___ Material for this exercise

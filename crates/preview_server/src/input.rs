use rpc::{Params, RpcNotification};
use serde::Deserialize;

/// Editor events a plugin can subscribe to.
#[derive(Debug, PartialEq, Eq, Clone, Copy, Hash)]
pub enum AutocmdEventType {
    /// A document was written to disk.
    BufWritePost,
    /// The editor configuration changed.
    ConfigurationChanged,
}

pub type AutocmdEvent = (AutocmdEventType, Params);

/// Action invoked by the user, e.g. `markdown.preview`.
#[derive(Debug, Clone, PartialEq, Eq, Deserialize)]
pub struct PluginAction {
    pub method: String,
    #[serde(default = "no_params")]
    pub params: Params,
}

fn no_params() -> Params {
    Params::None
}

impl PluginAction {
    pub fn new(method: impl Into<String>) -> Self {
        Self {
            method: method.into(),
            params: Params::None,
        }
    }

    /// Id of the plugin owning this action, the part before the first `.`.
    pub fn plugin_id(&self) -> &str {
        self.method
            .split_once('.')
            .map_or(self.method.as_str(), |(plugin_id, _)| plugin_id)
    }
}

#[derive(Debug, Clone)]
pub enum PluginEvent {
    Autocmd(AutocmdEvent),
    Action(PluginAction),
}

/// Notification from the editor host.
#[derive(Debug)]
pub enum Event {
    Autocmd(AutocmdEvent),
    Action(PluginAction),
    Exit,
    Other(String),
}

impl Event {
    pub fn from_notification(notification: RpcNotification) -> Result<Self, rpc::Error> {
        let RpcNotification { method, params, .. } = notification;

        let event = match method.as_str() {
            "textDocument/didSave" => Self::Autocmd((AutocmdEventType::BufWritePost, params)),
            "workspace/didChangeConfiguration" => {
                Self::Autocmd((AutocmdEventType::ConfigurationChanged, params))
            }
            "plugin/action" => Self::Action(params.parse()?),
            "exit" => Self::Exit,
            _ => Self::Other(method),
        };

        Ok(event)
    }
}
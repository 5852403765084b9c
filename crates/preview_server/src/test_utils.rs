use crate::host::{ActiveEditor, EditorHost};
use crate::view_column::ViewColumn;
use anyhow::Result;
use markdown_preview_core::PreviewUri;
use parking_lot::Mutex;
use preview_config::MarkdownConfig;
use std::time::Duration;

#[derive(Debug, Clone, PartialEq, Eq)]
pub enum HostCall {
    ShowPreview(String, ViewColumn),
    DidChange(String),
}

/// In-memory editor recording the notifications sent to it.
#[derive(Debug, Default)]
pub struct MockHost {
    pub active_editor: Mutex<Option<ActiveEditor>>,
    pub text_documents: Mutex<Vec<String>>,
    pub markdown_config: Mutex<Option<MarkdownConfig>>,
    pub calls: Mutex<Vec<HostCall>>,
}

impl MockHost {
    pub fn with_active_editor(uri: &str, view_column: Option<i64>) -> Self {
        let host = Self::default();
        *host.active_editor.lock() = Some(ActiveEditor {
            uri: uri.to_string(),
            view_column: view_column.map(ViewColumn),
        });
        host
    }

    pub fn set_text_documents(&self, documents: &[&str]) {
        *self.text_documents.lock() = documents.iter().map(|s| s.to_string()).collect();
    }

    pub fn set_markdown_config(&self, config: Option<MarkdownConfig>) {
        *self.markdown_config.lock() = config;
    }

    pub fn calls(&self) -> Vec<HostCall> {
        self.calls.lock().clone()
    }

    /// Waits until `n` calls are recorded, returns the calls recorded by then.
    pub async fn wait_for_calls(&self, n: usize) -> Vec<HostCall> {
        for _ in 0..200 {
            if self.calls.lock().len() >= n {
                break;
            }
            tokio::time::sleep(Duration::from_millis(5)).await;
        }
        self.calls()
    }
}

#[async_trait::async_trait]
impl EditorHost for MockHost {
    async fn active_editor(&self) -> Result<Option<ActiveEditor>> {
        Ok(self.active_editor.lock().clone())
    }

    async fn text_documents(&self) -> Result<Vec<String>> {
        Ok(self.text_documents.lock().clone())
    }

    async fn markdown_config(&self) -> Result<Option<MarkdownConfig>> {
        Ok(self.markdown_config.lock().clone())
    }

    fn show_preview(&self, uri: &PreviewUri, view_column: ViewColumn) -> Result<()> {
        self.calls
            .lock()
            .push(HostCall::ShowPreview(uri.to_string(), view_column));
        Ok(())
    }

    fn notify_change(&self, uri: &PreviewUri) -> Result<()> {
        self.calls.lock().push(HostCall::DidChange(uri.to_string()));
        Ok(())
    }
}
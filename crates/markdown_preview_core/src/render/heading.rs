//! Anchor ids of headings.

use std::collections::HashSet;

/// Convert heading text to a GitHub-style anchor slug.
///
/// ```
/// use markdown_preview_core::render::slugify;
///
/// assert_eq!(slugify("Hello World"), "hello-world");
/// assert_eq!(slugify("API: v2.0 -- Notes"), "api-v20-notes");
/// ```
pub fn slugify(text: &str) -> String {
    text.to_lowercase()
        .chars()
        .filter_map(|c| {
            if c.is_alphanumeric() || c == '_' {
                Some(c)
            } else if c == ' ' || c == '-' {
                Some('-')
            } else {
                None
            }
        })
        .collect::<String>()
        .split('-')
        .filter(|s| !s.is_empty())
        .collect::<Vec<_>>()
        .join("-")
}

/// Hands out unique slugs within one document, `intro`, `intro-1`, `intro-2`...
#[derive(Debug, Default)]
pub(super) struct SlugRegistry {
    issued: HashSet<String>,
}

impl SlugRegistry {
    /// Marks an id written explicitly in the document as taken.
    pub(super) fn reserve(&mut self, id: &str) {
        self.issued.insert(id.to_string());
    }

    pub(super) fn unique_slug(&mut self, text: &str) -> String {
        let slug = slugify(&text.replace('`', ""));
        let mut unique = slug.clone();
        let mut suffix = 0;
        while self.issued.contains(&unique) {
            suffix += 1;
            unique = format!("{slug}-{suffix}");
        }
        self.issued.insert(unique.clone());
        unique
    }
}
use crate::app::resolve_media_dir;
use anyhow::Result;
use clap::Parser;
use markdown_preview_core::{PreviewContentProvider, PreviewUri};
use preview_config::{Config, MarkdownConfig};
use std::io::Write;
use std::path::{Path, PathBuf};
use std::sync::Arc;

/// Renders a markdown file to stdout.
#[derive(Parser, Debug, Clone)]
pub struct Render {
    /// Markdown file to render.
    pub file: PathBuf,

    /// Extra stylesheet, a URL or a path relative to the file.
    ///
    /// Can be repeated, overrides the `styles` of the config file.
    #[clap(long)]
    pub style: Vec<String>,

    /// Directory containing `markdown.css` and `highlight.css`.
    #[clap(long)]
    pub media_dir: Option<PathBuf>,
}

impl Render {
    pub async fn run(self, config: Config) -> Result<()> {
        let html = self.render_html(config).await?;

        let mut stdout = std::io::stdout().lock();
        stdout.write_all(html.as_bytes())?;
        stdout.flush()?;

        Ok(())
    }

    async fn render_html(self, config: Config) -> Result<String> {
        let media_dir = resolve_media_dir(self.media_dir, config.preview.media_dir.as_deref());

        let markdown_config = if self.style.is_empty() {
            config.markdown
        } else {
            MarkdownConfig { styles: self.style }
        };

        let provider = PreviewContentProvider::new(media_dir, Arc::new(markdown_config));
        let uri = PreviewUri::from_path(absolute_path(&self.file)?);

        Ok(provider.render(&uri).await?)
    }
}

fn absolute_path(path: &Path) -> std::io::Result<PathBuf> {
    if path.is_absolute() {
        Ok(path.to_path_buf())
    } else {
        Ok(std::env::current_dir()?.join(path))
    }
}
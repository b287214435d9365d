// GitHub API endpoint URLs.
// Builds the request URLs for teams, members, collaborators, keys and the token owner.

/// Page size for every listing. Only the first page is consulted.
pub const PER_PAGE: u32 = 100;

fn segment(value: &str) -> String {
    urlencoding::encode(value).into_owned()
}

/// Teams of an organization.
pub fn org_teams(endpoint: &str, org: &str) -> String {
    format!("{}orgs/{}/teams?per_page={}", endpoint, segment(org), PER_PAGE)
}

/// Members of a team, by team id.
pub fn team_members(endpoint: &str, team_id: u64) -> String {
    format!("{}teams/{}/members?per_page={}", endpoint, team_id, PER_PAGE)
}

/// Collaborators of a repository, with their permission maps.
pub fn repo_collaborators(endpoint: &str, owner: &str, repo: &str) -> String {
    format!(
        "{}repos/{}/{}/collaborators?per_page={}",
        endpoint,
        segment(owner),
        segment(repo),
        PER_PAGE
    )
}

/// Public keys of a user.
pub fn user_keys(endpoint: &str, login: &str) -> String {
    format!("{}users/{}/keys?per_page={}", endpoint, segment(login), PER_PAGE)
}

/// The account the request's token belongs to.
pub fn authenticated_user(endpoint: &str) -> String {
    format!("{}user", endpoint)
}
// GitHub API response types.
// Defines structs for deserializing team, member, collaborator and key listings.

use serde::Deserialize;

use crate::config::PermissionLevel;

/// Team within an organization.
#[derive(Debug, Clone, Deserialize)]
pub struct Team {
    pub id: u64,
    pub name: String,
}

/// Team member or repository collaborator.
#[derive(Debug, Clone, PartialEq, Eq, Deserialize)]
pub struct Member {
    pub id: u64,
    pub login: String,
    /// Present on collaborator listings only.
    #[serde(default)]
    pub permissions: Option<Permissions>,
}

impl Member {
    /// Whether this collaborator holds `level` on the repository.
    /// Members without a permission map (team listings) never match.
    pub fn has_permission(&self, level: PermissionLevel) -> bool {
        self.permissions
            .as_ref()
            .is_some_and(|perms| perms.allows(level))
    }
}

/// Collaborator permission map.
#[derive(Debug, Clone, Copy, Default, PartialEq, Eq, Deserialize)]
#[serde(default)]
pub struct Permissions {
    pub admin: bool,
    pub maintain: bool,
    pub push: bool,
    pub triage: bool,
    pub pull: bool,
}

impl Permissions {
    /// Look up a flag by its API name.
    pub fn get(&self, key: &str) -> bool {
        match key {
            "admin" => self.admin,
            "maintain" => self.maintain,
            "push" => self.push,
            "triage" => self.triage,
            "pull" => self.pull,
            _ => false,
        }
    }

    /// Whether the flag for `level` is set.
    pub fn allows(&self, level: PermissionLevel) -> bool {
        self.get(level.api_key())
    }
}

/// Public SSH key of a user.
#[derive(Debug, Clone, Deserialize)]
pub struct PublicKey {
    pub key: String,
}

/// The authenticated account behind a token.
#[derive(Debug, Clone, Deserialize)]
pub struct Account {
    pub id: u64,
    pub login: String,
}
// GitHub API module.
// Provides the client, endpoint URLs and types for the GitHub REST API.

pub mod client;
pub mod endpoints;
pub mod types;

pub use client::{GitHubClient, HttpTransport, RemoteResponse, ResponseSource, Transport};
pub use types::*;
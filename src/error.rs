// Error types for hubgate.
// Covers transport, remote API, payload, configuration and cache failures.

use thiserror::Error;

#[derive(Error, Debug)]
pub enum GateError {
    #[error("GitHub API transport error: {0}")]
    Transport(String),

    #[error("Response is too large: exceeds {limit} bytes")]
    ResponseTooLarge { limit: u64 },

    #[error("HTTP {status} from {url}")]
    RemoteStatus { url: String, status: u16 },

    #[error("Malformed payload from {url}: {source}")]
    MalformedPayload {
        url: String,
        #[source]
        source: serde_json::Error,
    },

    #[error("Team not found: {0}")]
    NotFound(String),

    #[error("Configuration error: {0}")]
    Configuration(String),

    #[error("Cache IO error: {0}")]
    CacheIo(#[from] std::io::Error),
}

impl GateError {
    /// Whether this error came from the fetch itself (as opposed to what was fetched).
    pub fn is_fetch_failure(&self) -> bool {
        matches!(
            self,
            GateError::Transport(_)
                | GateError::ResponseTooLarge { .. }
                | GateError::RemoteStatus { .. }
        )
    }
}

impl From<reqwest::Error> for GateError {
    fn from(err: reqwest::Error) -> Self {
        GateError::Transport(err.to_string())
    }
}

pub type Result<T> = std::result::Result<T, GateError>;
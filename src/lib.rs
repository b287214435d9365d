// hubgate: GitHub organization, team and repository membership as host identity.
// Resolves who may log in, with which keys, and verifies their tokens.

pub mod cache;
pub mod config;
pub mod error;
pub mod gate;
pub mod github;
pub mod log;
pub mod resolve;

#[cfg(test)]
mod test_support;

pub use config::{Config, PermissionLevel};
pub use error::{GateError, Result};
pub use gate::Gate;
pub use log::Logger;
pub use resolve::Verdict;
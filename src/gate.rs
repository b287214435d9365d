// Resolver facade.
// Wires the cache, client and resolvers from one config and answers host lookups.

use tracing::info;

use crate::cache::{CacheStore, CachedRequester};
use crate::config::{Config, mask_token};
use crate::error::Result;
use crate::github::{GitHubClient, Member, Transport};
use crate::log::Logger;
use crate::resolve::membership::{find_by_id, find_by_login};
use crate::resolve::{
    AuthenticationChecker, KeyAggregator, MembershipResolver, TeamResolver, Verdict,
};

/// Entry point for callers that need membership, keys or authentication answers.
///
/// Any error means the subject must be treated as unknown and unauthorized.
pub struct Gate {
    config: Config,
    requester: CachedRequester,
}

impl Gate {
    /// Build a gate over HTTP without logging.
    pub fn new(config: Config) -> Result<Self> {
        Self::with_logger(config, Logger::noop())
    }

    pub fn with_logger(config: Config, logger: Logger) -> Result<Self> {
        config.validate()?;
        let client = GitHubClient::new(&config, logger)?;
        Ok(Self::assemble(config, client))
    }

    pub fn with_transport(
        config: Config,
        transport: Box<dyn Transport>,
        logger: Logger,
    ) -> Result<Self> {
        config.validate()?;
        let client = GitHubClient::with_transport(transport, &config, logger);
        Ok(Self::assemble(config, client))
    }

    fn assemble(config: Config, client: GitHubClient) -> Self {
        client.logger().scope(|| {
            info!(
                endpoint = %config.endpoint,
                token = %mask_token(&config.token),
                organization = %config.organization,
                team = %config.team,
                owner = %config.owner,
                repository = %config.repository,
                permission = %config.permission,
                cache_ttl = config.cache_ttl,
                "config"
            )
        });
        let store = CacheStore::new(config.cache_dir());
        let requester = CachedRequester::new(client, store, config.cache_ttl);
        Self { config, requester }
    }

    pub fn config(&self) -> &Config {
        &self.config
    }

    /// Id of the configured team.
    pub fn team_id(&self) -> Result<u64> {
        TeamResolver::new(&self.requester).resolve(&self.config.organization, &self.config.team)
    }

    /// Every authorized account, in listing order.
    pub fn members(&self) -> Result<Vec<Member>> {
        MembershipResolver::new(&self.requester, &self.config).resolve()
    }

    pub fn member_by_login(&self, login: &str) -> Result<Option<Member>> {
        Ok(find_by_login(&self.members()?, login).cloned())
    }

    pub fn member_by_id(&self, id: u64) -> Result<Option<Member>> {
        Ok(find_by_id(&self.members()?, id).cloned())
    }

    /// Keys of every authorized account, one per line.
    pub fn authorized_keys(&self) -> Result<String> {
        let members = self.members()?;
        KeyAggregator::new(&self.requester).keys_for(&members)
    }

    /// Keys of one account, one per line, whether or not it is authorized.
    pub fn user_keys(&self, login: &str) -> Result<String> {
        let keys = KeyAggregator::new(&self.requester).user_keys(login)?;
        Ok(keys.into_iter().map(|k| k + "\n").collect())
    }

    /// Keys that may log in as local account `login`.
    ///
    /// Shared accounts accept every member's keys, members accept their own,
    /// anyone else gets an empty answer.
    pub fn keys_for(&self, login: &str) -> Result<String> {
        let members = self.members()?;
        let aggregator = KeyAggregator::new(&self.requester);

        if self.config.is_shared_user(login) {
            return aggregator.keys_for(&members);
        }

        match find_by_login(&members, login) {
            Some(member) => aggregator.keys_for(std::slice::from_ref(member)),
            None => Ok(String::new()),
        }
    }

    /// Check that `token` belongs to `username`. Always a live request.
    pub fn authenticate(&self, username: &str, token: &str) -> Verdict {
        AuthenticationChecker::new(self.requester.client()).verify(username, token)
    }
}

______

In the records above, each line with the string "super" should be copied.

Your solution.
pub(super) struct SlugRegistry {
    pub(super) fn reserve(&mut self, id: &str) {
    pub(super) fn unique_slug(&mut self, text: &str) -> String {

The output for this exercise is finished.